Assessment of Amikacin- and Capreomycin-Related Adverse Drug Reactions in Patients with Multidrug-Resistant Tuberculosis and Exploring the Role of Genetic Factors

• Published in: Journal of personalized medicine Vol. 13; no. 4; p. 599
• Main Authors: Freimane, Lauma, Barkāne, Linda, Kivrane, Agnija, Sadovska, Darja, Ulanova, Viktorija, Ranka, Renāte
• Format: Journal Article
• Language: English
• Published: Switzerland MDPI AG 29.03.2023; MDPI
• Subjects: Adverse events; Amikacin; Analysis; Body mass index; Capreomycin; Collaboration; Diabetes; DNA sequencing; Drug dosages; Drug resistance; Drug resistance in microorganisms; Drug therapy; Genetic factors; Genetic testing; Genomes; Genomics; Health risk assessment; Hearing loss; Lung diseases; MDR-TB; Medical research; Medicine, Experimental; Mitochondrial DNA; Multidrug resistance; Multidrug resistant organisms; Mutation; nephrotoxicity; Nucleotide sequencing; Ototoxicity; Patients; Precision medicine; Public health; Risk factors; Tinnitus; Tuberculosis; Vertigo; Latvia; United States > US; capreomycin; MDR-TB; amikacin; nephrotoxicity; ototoxicity
• ISSN: 2075-4426; 2075-4426
• DOI: 10.3390/jpm13040599

Following the introduction of all-oral treatment regimens for patients with drug-resistant tuberculosis (TB), second-line injectable drug applications have been reduced in the last few years.
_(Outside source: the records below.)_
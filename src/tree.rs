//! Arena-backed Red-Black tree (spec §4.F).
//!
//! Grounded in `examples/original_source/src/saux/stree.c`: a top-down
//! insert/delete over index-addressed nodes instead of pointers. The C
//! source keeps a small sliding window of ancestor slots during its
//! iterative descent; this port instead carries an explicit ancestor
//! stack (`Vec<usize>`) and translates CLRS's parent-pointer
//! `RB-INSERT-FIXUP`/`RB-DELETE-FIXUP` onto it, since the arena has no
//! parent links. Deletion frees the backing slot with `Vec::swap_remove`
//! (spec invariant: "every index in `[0, len)` addresses a live node
//! after a delete") and repairs the one stale pointer that result leaves
//! behind by re-descending from the root using the moved node's own key.

use crate::container::heuristic_grow_target;
use std::cmp::Ordering;
use std::collections::VecDeque;

struct Node<K, V> {
    key: K,
    value: V,
    left: Option<usize>,
    right: Option<usize>,
    red: bool,
}

/// An index-addressed Red-Black tree mapping `K` to `V`.
///
/// `V = ()` realizes the spec's tree-backed *set* subtype (spec §4.G):
/// no value storage beyond the key, same traversal and balance code.
pub struct Tree<K, V> {
    nodes: Vec<Node<K, V>>,
    root: Option<usize>,
}

impl<K, V> Default for Tree<K, V> {
    fn default() -> Self {
        Tree { nodes: Vec::new(), root: None }
    }
}
//! CRC-32 (polynomial `0xedb88320`), slice-by-N table-driven implementation.
//!
//! Ported from `sh_crc32` in `examples/original_source/src/saux/shash.c`.
//! The C source switches between 1/4/8/12/16 bytes per loop at compile time
//! via `S_CRC32_SLC`; this port always uses the
//! [`crate::config::CRC32_SLICE_BY`] width (default 16) and processes any
//! tail bytes one at a time with the single-byte table.

use crate::config::CRC32_SLICE_BY;

pub const CRC32_INIT: u32 = 0;

const POLY: u32 = 0xedb8_8320;

/// `crc32_tab[slice][byte]`: 16 sub-tables of 256 entries, one per byte
/// position consumed in a slice-by-16 step. Table 0 is the conventional
/// single-byte CRC-32 table; tables 1..15 are table 0 folded forward by one
/// to sixteen byte positions, exactly as `crc32_tab` is constructed by the
/// reference build-time table generator.
struct Tables([[u32; 256]; 16]);

fn build_tables() -> Tables {
    let mut tabs = [[0u32; 256]; 16];
    for (i, slot) in tabs[0].iter_mut().enumerate() {
        let mut c = i as u32;
        for _ in 0..8 {
            c = if c & 1 != 0 { POLY ^ (c >> 1) } else { c >> 1 };
        }
        *slot = c;
    }
    for slice in 1..16 {
        for byte in 0..256 {
            let prev = tabs[slice - 1][byte];
            tabs[slice][byte] = tabs[0][(prev & 0xff) as usize] ^ (prev >> 8);
        }
    }
    Tables(tabs)
}

fn tables() -> &'static Tables {
    use std::sync::OnceLock;
    static TABLES: OnceLock<Tables> = OnceLock::new();
    TABLES.get_or_init(build_tables)
}

/// Folds `buf` into the running CRC-32 accumulator `crc`. Always
/// complements on entry and exit (`crc = !crc` ... `!crc`), matching the
/// conventional CRC-32 framing.
pub fn crc32(crc: u32, buf: &[u8]) -> u32 {
    let tabs = &tables().0;
    let mut crc = !crc;
    let mut i = 0;
    let step = CRC32_SLICE_BY.min(16).max(1);
    if step > 1 {
        let aligned = (buf.len() / step) * step;
        while i < aligned {
            let mut word = u32::from_le_bytes(buf[i..i + 4].try_into().unwrap()) ^ crc;
            let mut acc = tabs[0][(word >> 24) as usize & 0xff]
                ^ tabs[1][(word >> 16) as usize & 0xff]
                ^ tabs[2][(word >> 8) as usize & 0xff]
                ^ tabs[3][word as usize & 0xff];
            let mut slice_base = 4;
            while slice_base < step {
                word = u32::from_le_bytes(
                    buf[i + slice_base..i + slice_base + 4].try_into().unwrap(),
                );
                acc ^= tabs[slice_base][(word >> 24) as usize & 0xff]
                    ^ tabs[slice_base + 1][(word >> 16) as usize & 0xff]
                    ^ tabs[slice_base + 2][(word >> 8) as usize & 0xff]
                    ^ tabs[slice_base + 3][word as usize & 0xff];
                slice_base += 4;
            }
            crc = acc;
            i += step;
        }
    }
    while i < buf.len() {
        crc = tabs[0][((crc ^ buf[i] as u32) & 0xff) as usize] ^ (crc >> 8);
        i += 1;
    }
    !crc
}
However, they are still important for anti-TB therapy. This study aims to analyze the occurrence of amikacin- and capreomycin-related adverse drug reactions (ADR) in patients with multidrug-resistant tuberculosis (MDR-TB) and evaluate the role of multiple patient-, disease-, and therapy-related factors on the frequency of the observed adverse events. In addition, the possible role of genetic risk factors was studied by full-length mitochondrial DNA sequencing. Toward this aim, we retrospectively evaluated 47 patients with MDR-TB who received amikacin and/or capreomycin. In total, 16 (34.0%) patients developed ototoxicity and 13 (27.7%) developed nephrotoxicity, including 3 (6.4%) patients who experienced both adverse events. Ototoxicity development was more common in patients who received amikacin. No other factors showed a significant impact. Nephrotoxicity was likely associated with previous renal health impairment. Full mitochondrial genome sequencing did not reveal any specific ADR-associated variants, and results showed no differences in adverse event occurrence for any specific variants, mutation count, or mitochondrial haplogroup. The absence of the previously reported ototoxicity-related mtDNA variants in our patients with ototoxicity and nephrotoxicity highlighted the complex nature of the ADR occurrence.